11th September 2018

Compiled by Howard Kent

The CCC was a public relief program, part of the New Deal years of 1933-1942. The most active years in Boundary County were 1934 and 1935, however the Bonners Ferry Herald noted that the Twenty Mile and Smith Creek Camps had been reopened in 1937, following no activity in 1936.

Most of the information came by way of a weekly article entitled “CCC Camp News” written by Joseph Doboze, one of the CCC workers. He was stationed at Twenty Mile Camp.

The three main camps were the Twenty Mile, Smith and Deer Creek Camps. Temporary camps were also established radiating out from the main camps for purposes of specific short-term projects. These camps were referred to as “spike camps.”

Main camps usually had a library, vocational and high school classes, with some college classes available. The CCC boys also formed baseball teams, and one of these played against the Naples school team, losing to Naples 5-0 in their opening game.

During the CCC days, Dr. E.E. Fry, well-known doctor in Boundary County, received a great deal of satisfaction in helping the young physicians who were employed in the camps. He made the hospital facilities available to them and trained them in his knowledge of surgery.

Leonard Kucera, Sr., one of Boundary County’s local CCC boys, is quoted as saying, “I was stationed in Heyburn, Idaho, in 1938-39. I got $5 a month with room and board. The other $15 in wages was sent home to my family. I was a waiter for the officers at meal times, and broke large slate rocks into bricks for building.”

The men in the CCC camps worked on road construction, fire fighting, building and manning look-out towers, planting trees, cutting burnt trees into telephone poles and other projects needing to be done.

September 22 – “The CCC in Idaho” at the Museum

The Boundary County Museum will be hosting a program titled “The CCC in Idaho: Building Our State While Supporting People in Hard Times.”

Guest speakers are Patricia Hart, a social and cultural historian with the University of Idaho, and Ivar Nelson, former director of the University of Idaho Press and author of books and magazine publications.

Their program is funded in part by the Idaho Humanities Council, a nonprofit organization that serves as the state-based affiliate of the National Endowment for the Humanities.

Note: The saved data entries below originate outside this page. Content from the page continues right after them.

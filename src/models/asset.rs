//! Asset model and related types

use chrono::{DateTime, NaiveDate, Utc};
use rust_decimal::Decimal;
use serde::{Deserialize, Serialize};
use sqlx::{types::Json, Decode, Encode, FromRow, Postgres};
use utoipa::{IntoParams, ToSchema};
use validator::Validate;

use crate::text::normalize;

/// Asset lifecycle status. Stored and serialized with its Portuguese
/// in-domain label.
#[derive(Debug, Clone, Copy, PartialEq, Eq, Serialize, Deserialize, ToSchema)]
pub enum AssetStatus {
    #[serde(rename = "Disponível")]
    Disponivel,
    #[serde(rename = "Em Uso")]
    EmUso,
    #[serde(rename = "Manutenção")]
    Manutencao,
    #[serde(rename = "Baixado")]
    Baixado,
    #[serde(rename = "Pendente Documentos")]
    PendenteDocumentos,
}

impl AssetStatus {
    pub fn as_str(&self) -> &'static str {
        match self {
            AssetStatus::Disponivel => "Disponível",
            AssetStatus::EmUso => "Em Uso",
            AssetStatus::Manutencao => "Manutenção",
            AssetStatus::Baixado => "Baixado",
            AssetStatus::PendenteDocumentos => "Pendente Documentos",
        }
    }
}

impl std::fmt::Display for AssetStatus {
    fn fmt(&self, f: &mut std::fmt::Formatter<'_>) -> std::fmt::Result {
        write!(f, "{}", self.as_str())
    }
}

impl std::str::FromStr for AssetStatus {
    type Err = String;

    /// Accent- and case-insensitive parse, so that imported spreadsheets
    /// written without diacritics still round-trip.
    fn from_str(s: &str) -> Result<Self, Self::Err> {
        match normalize(s).as_str() {
            "disponivel" => Ok(AssetStatus::Disponivel),
            "em uso" => Ok(AssetStatus::EmUso),
            "manutencao" => Ok(AssetStatus::Manutencao),
            "baixado" => Ok(AssetStatus::Baixado),
            "pendente documentos" => Ok(AssetStatus::PendenteDocumentos),
            _ => Err(format!("Invalid asset status: {}", s)),
        }
    }
}

impl sqlx::Type<Postgres> for AssetStatus {
    fn type_info() -> sqlx::postgres::PgTypeInfo {
        <String as sqlx::Type<Postgres>>::type_info()
    }
}

impl<'r> Decode<'r, Postgres> for AssetStatus {
    fn decode(value: sqlx::postgres::PgValueRef<'r>) -> Result<Self, sqlx::error::BoxDynError> {
        let s: String = Decode::<Postgres>::decode(value)?;
        s.parse().map_err(|e: String| e.into())
    }
}

impl Encode<'_, Postgres> for AssetStatus {
    fn encode_by_ref(&self, buf: &mut sqlx::postgres::PgArgumentBuffer) -> sqlx::encode::IsNull {
        let s: String = self.as_str().to_string();
        <String as Encode<Postgres>>::encode(s, buf)
    }
}

/// One append-only history log line on an asset
#[derive(Debug, Clone, Serialize, Deserialize, ToSchema)]
pub struct HistoryEntry {
    pub date: DateTime<Utc>,
    pub event: String,
    #[serde(skip_serializing_if = "Option::is_none")]
    pub detail: Option<String>,
}

impl HistoryEntry {
    pub fn new(event: impl Into<String>, detail: Option<String>) -> Self {
        Self {
            date: Utc::now(),
            event: event.into(),
            detail,
        }
    }
}

/// Asset record from database
#[derive(Debug, Clone, Serialize, Deserialize, FromRow, ToSchema)]
pub struct Asset {
    pub id: i32,
    /// Physical inventory tag (tombamento number); unique when present
    pub asset_tag: Option<String>,
    pub name: String,
    pub asset_type: String,
    pub brand: Option<String>,
    pub model: Option<String>,
    pub serial_number: Option<String>,
    pub status: AssetStatus,
    pub employee_id: Option<i32>,
    pub department_id: Option<i32>,
    #[schema(value_type = Option<f64>)]
    pub purchase_value: Option<Decimal>,
    pub purchase_date: Option<NaiveDate>,
    pub invoice_number: Option<String>,
    pub accounting_account_code: Option<String>,
    pub notes: Option<String>,
    /// Append-only chronological log
    #[schema(value_type = Vec<HistoryEntry>)]
    pub history: Json<Vec<HistoryEntry>>,
    pub crea_date: Option<DateTime<Utc>>,
    pub modif_date: Option<DateTime<Utc>>,
}

/// Create asset request
#[derive(Debug, Deserialize, Validate, ToSchema)]
pub struct CreateAsset {
    pub asset_tag: Option<String>,
    #[validate(length(min = 1, message = "Name is required"))]
    pub name: String,
    #[validate(length(min = 1, message = "Asset type is required"))]
    pub asset_type: String,
    pub brand: Option<String>,
    pub model: Option<String>,
    pub serial_number: Option<String>,
    pub status: Option<AssetStatus>,
    pub employee_id: Option<i32>,
    pub department_id: Option<i32>,
    #[schema(value_type = Option<f64>)]
    pub purchase_value: Option<Decimal>,
    pub purchase_date: Option<NaiveDate>,
    pub invoice_number: Option<String>,
    pub accounting_account_code: Option<String>,
    pub notes: Option<String>,
}

/// Update asset request
#[derive(Debug, Deserialize, Validate, ToSchema)]
pub struct UpdateAsset {
    pub asset_tag: Option<String>,
    pub name: Option<String>,
    pub asset_type: Option<String>,
    pub brand: Option<String>,
    pub model: Option<String>,
    pub serial_number: Option<String>,
    pub status: Option<AssetStatus>,
    pub department_id: Option<i32>,
    #[schema(value_type = Option<f64>)]
    pub purchase_value: Option<Decimal>,
    pub purchase_date: Option<NaiveDate>,
    pub invoice_number: Option<String>,
    pub accounting_account_code: Option<String>,
    pub notes: Option<String>,
}

/// Asset list filters
#[derive(Debug, Deserialize, IntoParams, ToSchema)]
pub struct AssetQuery {
    pub status: Option<String>,
    pub asset_type: Option<String>,
    pub department_id: Option<i32>,
    pub employee_id: Option<i32>,
    /// Free-text search over name, brand, model, serial and tag
    pub q: Option<String>,
}

/// Assign asset to employee request
#[derive(Debug, Deserialize, ToSchema)]
pub struct AssignAsset {
    pub employee_id: i32,
}

#[cfg(test)]
mod tests {
    use super::*;

    #[test]
    fn status_labels_round_trip() {
        for status in [
            AssetStatus::Disponivel,
            AssetStatus::EmUso,
            AssetStatus::Manutencao,
            AssetStatus::Baixado,
            AssetStatus::PendenteDocumentos,
        ] {
            assert_eq!(status.as_str().parse::<AssetStatus>().unwrap(), status);
        }
    }

    #[test]
    fn status_parse_tolerates_missing_accents() {
        assert_eq!("disponivel".parse::<AssetStatus>().unwrap(), AssetStatus::Disponivel);
        assert_eq!("MANUTENCAO".parse::<AssetStatus>().unwrap(), AssetStatus::Manutencao);
        assert!("emprestado".parse::<AssetStatus>().is_err());
    }
}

The Museum is proud to welcome these noted members of the Speakers Bureau to Bonners Ferry at 7 p.m. Saturday, September 22, in the Portrait Hall. The program is free of charge and all are welcome.

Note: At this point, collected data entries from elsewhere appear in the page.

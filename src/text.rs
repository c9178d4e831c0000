//! Text normalization helpers shared by the import matcher and the
//! replacement-part heuristic.

use once_cell::sync::Lazy;
use regex::Regex;
use unicode_normalization::UnicodeNormalization;

static NON_ALNUM: Lazy<Regex> = Lazy::new(|| Regex::new(r"[^a-z0-9]+").expect("valid regex"));

/// Lowercase, strip diacritics and collapse everything that is not a
/// letter or digit into single spaces. "Peça de Reposição" -> "peca de reposicao".
pub fn normalize(s: &str) -> String {
    let folded: String = s
        .nfd()
        .filter(|c| !unicode_normalization::char::is_combining_mark(*c))
        .collect::<String>()
        .to_lowercase();
    NON_ALNUM.replace_all(&folded, " ").trim().to_string()
}

/// Normalized form with all separators removed, used for account code
/// comparison ("1.2.3-01" == "1 2 3 01").
pub fn normalize_compact(s: &str) -> String {
    normalize(s).replace(' ', "")
}

#[cfg(test)]
mod tests {
    use super::*;

    #[test]
    fn strips_accents_and_case() {
        assert_eq!(normalize("Peça de Reposição"), "peca de reposicao");
        assert_eq!(normalize("Inventário Ativos"), "inventario ativos");
    }

    #[test]
    fn collapses_punctuation() {
        assert_eq!(normalize("  Móveis -- e.utensílios!  "), "moveis e utensilios");
        assert_eq!(normalize_compact("1.2.3-01"), "12301");
    }
}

Learn more about the Civilian Conservation Corps

While in search of CCC information for this presentation, the researchers at the Historical Society discovered a wonderful resource with the online James F. Justin Civilian Conservation Corps Museum. The Research page there is a great place to start – LINK

For people searching for family that served in the CCC try this page – LINK


The Civilian Conservation Corps in Boundary County

2 thoughts on “The Civilian Conservation Corps in Boundary County

  • March 30, 2022 at 10:40 am

    My uncle, Arthur Fry what stationed at a CCC camp in Idaho but I don’t know where or what he did. I would like to add his record to my genealogy but I cannot afford the $75 that they charge for the records. Is there any other way to research this. Arthur Leo Fry from Cass County Indiana

  • April 4, 2022 at 2:46 pm

    Thank you for stopping by Lorraine Doty. Normally the best thing to do if you are researching Boundary County history is to email the Museum.

    Since, I was volunteering at the Museum the other day, I looked into this and I will send you an email. But, I did add a few web-links with what I learned at the end of the original CCC article for future visitors.